It's easy to feel like no one could possibly hold those views in good faith,
so if you see something you dislike enough, it must be shills, bots, or
spies—but that's not correct. The HN community is large, divided on divisive
issues, and has many users on both sides. If we're to survive for civil
discourse, community members need to build up enough tolerance to handle it
when others disagree, instead of jumping to accusations of manipulation and
bad faith.

All: if you're sincerely concerned about abuse, you're always welcome to send
links to hn@ycombinator.com so we can take a look at the data. But please
don't shoot from the hip into the threads; you damage the container when you
do that.

[https://news.ycombinator.com/newsguidelines.html](https://news.ycombinator.com/newsguidelines.html)
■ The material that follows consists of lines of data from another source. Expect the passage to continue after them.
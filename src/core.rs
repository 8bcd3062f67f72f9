//! Core domain types and service traits for alertbridge
//!
//! This module defines the alerting data model shared by both backends and
//! the trait contracts (`Backend`, `ConfigStore`) that every component is
//! wired through.

use crate::errors::{BackendError, StoreError};
use async_trait::async_trait;
use chrono::{DateTime, Utc};
use serde::{Deserialize, Serialize};
use std::collections::BTreeMap;

/// Identifier of the organization (tenant) a backend serves.
pub type OrgId = i64;

/// A set of label or annotation pairs keyed by name.
pub type LabelSet = BTreeMap<String, String>;

pub type BackendResult<T> = Result<T, BackendError>;

/// A single name/value pair in an ordered label list.
#[derive(Debug, Clone, PartialEq, Eq, Hash, PartialOrd, Ord)]
pub struct Label {
    pub name: String,
    pub value: String,
}

impl Label {
    pub fn new(name: impl Into<String>, value: impl Into<String>) -> Self {
        Self {
            name: name.into(),
            value: value.into(),
        }
    }
}

// =============================================================================
// Configuration
// =============================================================================

/// A persisted Alertmanager configuration document.
///
/// The document itself is opaque to the orchestration layer; only the
/// in-process backend parses it.
#[derive(Debug, Clone, Serialize, Deserialize, PartialEq)]
pub struct AlertConfiguration {
    pub org_id: OrgId,
    /// The raw JSON configuration document.
    pub raw: String,
    /// Hex MD5 of `raw`.
    pub hash: String,
    pub created_at: DateTime<Utc>,
    /// Whether this is the built-in default configuration.
    pub is_default: bool,
}

impl AlertConfiguration {
    pub fn new(org_id: OrgId, raw: impl Into<String>) -> Self {
        let raw = raw.into();
        Self {
            org_id,
            hash: format!("{:x}", md5::compute(raw.as_bytes())),
            raw,
            created_at: Utc::now(),
            is_default: false,
        }
    }

    pub fn default_for(org_id: OrgId, raw: impl Into<String>) -> Self {
        Self {
            is_default: true,
            ..Self::new(org_id, raw)
        }
    }
}

// =============================================================================
// Alerts
// =============================================================================

/// An alert as submitted by a producer.
#[derive(Debug, Clone, Serialize, Deserialize, PartialEq, Default)]
#[serde(rename_all = "camelCase")]
pub struct PostableAlert {
    #[serde(default)]
    pub labels: LabelSet,
    #[serde(default)]
    pub annotations: LabelSet,
    #[serde(default, skip_serializing_if = "Option::is_none")]
    pub starts_at: Option<DateTime<Utc>>,
    #[serde(default, skip_serializing_if = "Option::is_none")]
    pub ends_at: Option<DateTime<Utc>>,
    #[serde(default, rename = "generatorURL")]
    pub generator_url: String,
}

#[derive(Debug, Clone, Copy, Serialize, Deserialize, PartialEq, Eq)]
#[serde(rename_all = "lowercase")]
pub enum AlertState {
    Unprocessed,
    Active,
    Suppressed,
}

#[derive(Debug, Clone, Serialize, Deserialize, PartialEq)]
#[serde(rename_all = "camelCase")]
pub struct AlertStatus {
    pub state: AlertState,
    #[serde(default)]
    pub silenced_by: Vec<String>,
    #[serde(default)]
    pub inhibited_by: Vec<String>,
}

/// An alert as reported back by a backend.
#[derive(Debug, Clone, Serialize, Deserialize, PartialEq)]
#[serde(rename_all = "camelCase")]
pub struct GettableAlert {
    pub labels: LabelSet,
    #[serde(default)]
    pub annotations: LabelSet,
    pub starts_at: DateTime<Utc>,
    pub ends_at: DateTime<Utc>,
    pub updated_at: DateTime<Utc>,
    pub fingerprint: String,
    #[serde(default)]
    pub receivers: Vec<ReceiverRef>,
    pub status: AlertStatus,
    #[serde(default, rename = "generatorURL")]
    pub generator_url: String,
}

#[derive(Debug, Clone, Serialize, Deserialize, PartialEq, Eq)]
pub struct ReceiverRef {
    pub name: String,
}

#[derive(Debug, Clone, Serialize, Deserialize, PartialEq)]
pub struct AlertGroup {
    pub labels: LabelSet,
    pub receiver: ReceiverRef,
    pub alerts: Vec<GettableAlert>,
}

/// Query parameters for `get_alerts` and `get_alert_groups`.
#[derive(Debug, Clone, PartialEq, Eq)]
pub struct AlertQuery {
    pub active: bool,
    pub silenced: bool,
    pub inhibited: bool,
    /// Matcher expressions such as `severity="critical"`.
    pub filter: Vec<String>,
    /// Regex on the receiver name; `None` matches every receiver.
    pub receiver: Option<String>,
}

impl Default for AlertQuery {
    fn default() -> Self {
        Self {
            active: true,
            silenced: true,
            inhibited: true,
            filter: Vec::new(),
            receiver: None,
        }
    }
}

// =============================================================================
// Silences
// =============================================================================

#[derive(Debug, Clone, Serialize, Deserialize, PartialEq, Eq)]
#[serde(rename_all = "camelCase")]
pub struct Matcher {
    pub name: String,
    pub value: String,
    pub is_regex: bool,
    #[serde(default = "default_true")]
    pub is_equal: bool,
}

fn default_true() -> bool {
    true
}

#[derive(Debug, Clone, Serialize, Deserialize, PartialEq)]
#[serde(rename_all = "camelCase")]
pub struct PostableSilence {
    #[serde(default, skip_serializing_if = "Option::is_none")]
    pub id: Option<String>,
    pub matchers: Vec<Matcher>,
    pub starts_at: DateTime<Utc>,
    pub ends_at: DateTime<Utc>,
    #[serde(default)]
    pub created_by: String,
    #[serde(default)]
    pub comment: String,
}

/// Lifecycle state of a silence, derived from its time bounds.
#[derive(Debug, Clone, Copy, Serialize, Deserialize, PartialEq, Eq)]
#[serde(rename_all = "lowercase")]
pub enum SilenceState {
    Pending,
    Active,
    Expired,
}

impl SilenceState {
    pub fn at(starts_at: DateTime<Utc>, ends_at: DateTime<Utc>, now: DateTime<Utc>) -> Self {
        if ends_at <= now {
            SilenceState::Expired
        } else if starts_at > now {
            SilenceState::Pending
        } else {
            SilenceState::Active
        }
    }
}

#[derive(Debug, Clone, Serialize, Deserialize, PartialEq, Eq)]
pub struct SilenceStatus {
    pub state: SilenceState,
}

#[derive(Debug, Clone, Serialize, Deserialize, PartialEq)]
#[serde(rename_all = "camelCase")]
pub struct GettableSilence {
    pub id: String,
    pub matchers: Vec<Matcher>,
    pub starts_at: DateTime<Utc>,
    pub ends_at: DateTime<Utc>,
    pub updated_at: DateTime<Utc>,
    #[serde(default)]
    pub created_by: String,
    #[serde(default)]
    pub comment: String,
    pub status: SilenceStatus,
}

// =============================================================================
// Receivers, status and test payloads
// =============================================================================

#[derive(Debug, Clone, Serialize, Deserialize, PartialEq, Eq)]
pub struct Integration {
    pub name: String,
    #[serde(rename = "type")]
    pub kind: String,
    #[serde(default)]
    pub uid: String,
}

#[derive(Debug, Clone, Serialize, Deserialize, PartialEq, Eq)]
pub struct Receiver {
    pub name: String,
    pub active: bool,
    pub integrations: Vec<Integration>,
}

#[derive(Debug, Clone, Serialize, Deserialize, PartialEq)]
pub struct AlertmanagerStatus {
    /// The configuration currently in effect, as JSON.
    pub config: serde_json::Value,
    pub uptime: DateTime<Utc>,
    #[serde(default)]
    pub version: String,
}

#[derive(Debug, Clone, Serialize, Deserialize, PartialEq, Default)]
pub struct TestReceiversConfig {
    #[serde(default)]
    pub alert: Option<PostableAlert>,
    pub receivers: Vec<Receiver>,
}

#[derive(Debug, Clone, Serialize, Deserialize, PartialEq, Eq)]
pub struct TestIntegrationResult {
    pub name: String,
    pub uid: String,
    pub status: String,
    #[serde(default, skip_serializing_if = "Option::is_none")]
    pub error: Option<String>,
}

#[derive(Debug, Clone, Serialize, Deserialize, PartialEq, Eq)]
pub struct TestReceiverResult {
    pub name: String,
    pub configs: Vec<TestIntegrationResult>,
}

#[derive(Debug, Clone, Serialize, Deserialize, PartialEq)]
pub struct TestReceiversResult {
    pub alert: PostableAlert,
    pub receivers: Vec<TestReceiverResult>,
    pub notified_at: DateTime<Utc>,
}

#[derive(Debug, Clone, Serialize, Deserialize, PartialEq, Default)]
pub struct TestTemplatesConfig {
    #[serde(default)]
    pub alerts: Vec<PostableAlert>,
    pub template: String,
    pub name: String,
}

#[derive(Debug, Clone, Serialize, Deserialize, PartialEq, Eq)]
pub struct TestTemplateResult {
    pub name: String,
    pub text: String,
}

#[derive(Debug, Clone, Serialize, Deserialize, PartialEq, Eq)]
pub struct TestTemplateError {
    pub name: String,
    pub kind: String,
    pub message: String,
}

#[derive(Debug, Clone, Serialize, Deserialize, PartialEq, Eq, Default)]
pub struct TestTemplatesResults {
    pub results: Vec<TestTemplateResult>,
    pub errors: Vec<TestTemplateError>,
}

// =============================================================================
// Service Traits
// =============================================================================

/// The alerting capability both providers implement.
///
/// Every operation is a future; callers cancel an operation by dropping it,
/// and network-backed implementations bound each call with a timeout so no
/// method blocks indefinitely.
#[async_trait]
pub trait Backend: Send + Sync {
    /// Applies a configuration loaded from the store.
    async fn apply_config(&self, config: &AlertConfiguration) -> BackendResult<()>;

    /// Persists a user-supplied configuration and applies it.
    async fn save_and_apply_config(&self, config: &AlertConfiguration) -> BackendResult<()>;

    /// Resets to the built-in default configuration.
    async fn save_and_apply_default_config(&self) -> BackendResult<()>;

    async fn get_status(&self) -> BackendResult<AlertmanagerStatus>;

    /// Creates (or, when `silence.id` is set, replaces) a silence and
    /// returns its id.
    async fn create_silence(&self, silence: &PostableSilence) -> BackendResult<String>;

    async fn delete_silence(&self, id: &str) -> BackendResult<()>;

    async fn get_silence(&self, id: &str) -> BackendResult<GettableSilence>;

    async fn list_silences(&self, filter: &[String]) -> BackendResult<Vec<GettableSilence>>;

    async fn get_alerts(&self, query: &AlertQuery) -> BackendResult<Vec<GettableAlert>>;

    async fn get_alert_groups(&self, query: &AlertQuery) -> BackendResult<Vec<AlertGroup>>;

    async fn put_alerts(&self, alerts: &[PostableAlert]) -> BackendResult<()>;

    async fn get_receivers(&self) -> BackendResult<Vec<Receiver>>;

    async fn test_receivers(&self, config: &TestReceiversConfig)
        -> BackendResult<TestReceiversResult>;

    async fn test_template(&self, config: &TestTemplatesConfig)
        -> BackendResult<TestTemplatesResults>;

    /// Releases state the backend no longer needs.
    async fn clean_up(&self);

    /// Stops background work and waits for it to finish.
    async fn stop_and_wait(&self);

    /// Reports readiness. Never fails; an unreachable backend is simply not ready.
    fn ready(&self) -> bool;
}

/// Persistence for Alertmanager configuration documents.
#[async_trait]
pub trait ConfigStore: Send + Sync {
    /// Returns the most recently saved configuration for `org_id`.
    async fn get_latest_config(&self, org_id: OrgId) -> Result<AlertConfiguration, StoreError>;

    async fn save_config(&self, config: AlertConfiguration) -> Result<(), StoreError>;
}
p.s. I've written a great deal about this issue, if anyone wants to read more
on how we approach it:
[https://hn.algolia.com/?query=by:dang%20astroturfing&sort=by...](https://hn.algolia.com/?query=by:dang%20astroturfing&sort=byDate&dateRange=all&type=comment&storyText=false&prefix=false&page=0)

------
peterwwillis
The good news is, we know about the disinformation.

The bad news is, the public is either too stupid or too far in partisan denial
to care.

------
puppetmaster400
Accused of spending 100k, mostly after nov 7th. Compared to h spending 1.2 b.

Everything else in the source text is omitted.